[Start of Attachment]

impl GitHubClient {
    pub fn new(
        token: Option<String>,
        base_url: Option<&str>,
        timeout: Option<Duration>,
    ) -> Result<Self> {
        let mut builder = Octocrab::builder();

        if let Some(token) = token {
            builder = builder.personal_token(token);
        }
        if let Some(base_url) = base_url {
            builder = builder
                .base_uri(base_url)
                .with_context(|| format!("Invalid base URL: {}", base_url))?;
        }

        let read_write_timeout = timeout.unwrap_or_else(|| Duration::from_secs(30));
        let connect_timeout = read_write_timeout.min(Duration::from_secs(10));
        builder = builder
            .set_connect_timeout(Some(connect_timeout))
            .set_read_timeout(Some(read_write_timeout))
            .set_write_timeout(Some(read_write_timeout));

        let client = builder.build().context("Failed to build GitHub client")?;

        Ok(Self { client })
    }

    /// Builds a client authenticated through a GitHub App installation.
    pub async fn with_app_auth(
        app_id: u64,
        private_key_pem: &str,
        installation_id: u64,
        base_url: Option<&str>,
        timeout: Option<Duration>,
    ) -> Result<Self> {
        let token =
            mint_installation_token(app_id, private_key_pem, installation_id, base_url).await?;
        Self::new(Some(token), base_url, timeout)
    }

    /// Lists the organization's repository names through the lightweight REST
    /// listing. Used by the missing-repo audit; the harvest itself walks the
    /// GraphQL surface.
    pub async fn list_repository_names(
        &self,
        org: &OrgName,
        per_page: u8,
    ) -> Result<Vec<String>> {
        let first_page = self
            .client
            .orgs(org.as_str())
            .list_repos()
            .per_page(per_page)
            .send()
            .await
            .map_err(|error| anyhow!(ApiRetryableError::from_octocrab_error(error)))
            .with_context(|| format!("Failed to list repositories of {}", org))?;

        let repos = self
            .client
            .all_pages(first_page)
            .await
            .map_err(|error| anyhow!(ApiRetryableError::from_octocrab_error(error)))
            .with_context(|| format!("Failed to page through the repositories of {}", org))?;

        Ok(repos.into_iter().map(|repo| repo.name).collect())
    }
}

/// Exchanges GitHub App credentials for an installation token.
///
/// The minted token is cached process-wide; subsequent calls return the
/// cached value without touching the API again.
pub async fn mint_installation_token(
    app_id: u64,
    private_key_pem: &str,
    installation_id: u64,
    base_url: Option<&str>,
) -> Result<String> {
    if let Some(token) = INSTALLATION_TOKEN.get() {
        return Ok(token.clone());
    }

    let key = EncodingKey::from_rsa_pem(private_key_pem.as_bytes())
        .context("Failed to parse the GitHub App private key")?;

    let mut builder = Octocrab::builder().app(AppId(app_id), key);
    if let Some(base_url) = base_url {
        builder = builder
            .base_uri(base_url)
            .with_context(|| format!("Invalid base URL: {}", base_url))?;
    }
    let app_client = builder
        .build()
        .context("Failed to build the GitHub App client")?;

    let minted: InstallationToken = app_client
        .post(
            format!("/app/installations/{}/access_tokens", installation_id),
            None::<&()>,
        )
        .await
        .map_err(|error| anyhow!(ApiRetryableError::from_octocrab_error(error)))
        .with_context(|| {
            format!(
                "Failed to mint an installation token for app {} installation {}",
                app_id, installation_id
            )
        })?;

    info!(
        "Minted an installation token for app {} installation {}",
        app_id, installation_id
    );
    let _ = INSTALLATION_TOKEN.set(minted.token.clone());

    Ok(minted.token)
}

[End of Attachment]

**ASSIGNED TASK**: Both the line containing "Ok(repos.into_iter().map(|repo| repo.name).collect())" and the line containing "let key = EncodingKey::from_rsa_pem(private_key_pem.as_bytes())" belong in the answer. Print them and every line above that falls between them exactly, and no others.

**RESULT**:
        Ok(repos.into_iter().map(|repo| repo.name).collect())
    }
}

/// Exchanges GitHub App credentials for an installation token.
///
/// The minted token is cached process-wide; subsequent calls return the
/// cached value without touching the API again.
pub async fn mint_installation_token(
    app_id: u64,
    private_key_pem: &str,
    installation_id: u64,
    base_url: Option<&str>,
) -> Result<String> {
    if let Some(token) = INSTALLATION_TOKEN.get() {
        return Ok(token.clone());
    }

    let key = EncodingKey::from_rsa_pem(private_key_pem.as_bytes())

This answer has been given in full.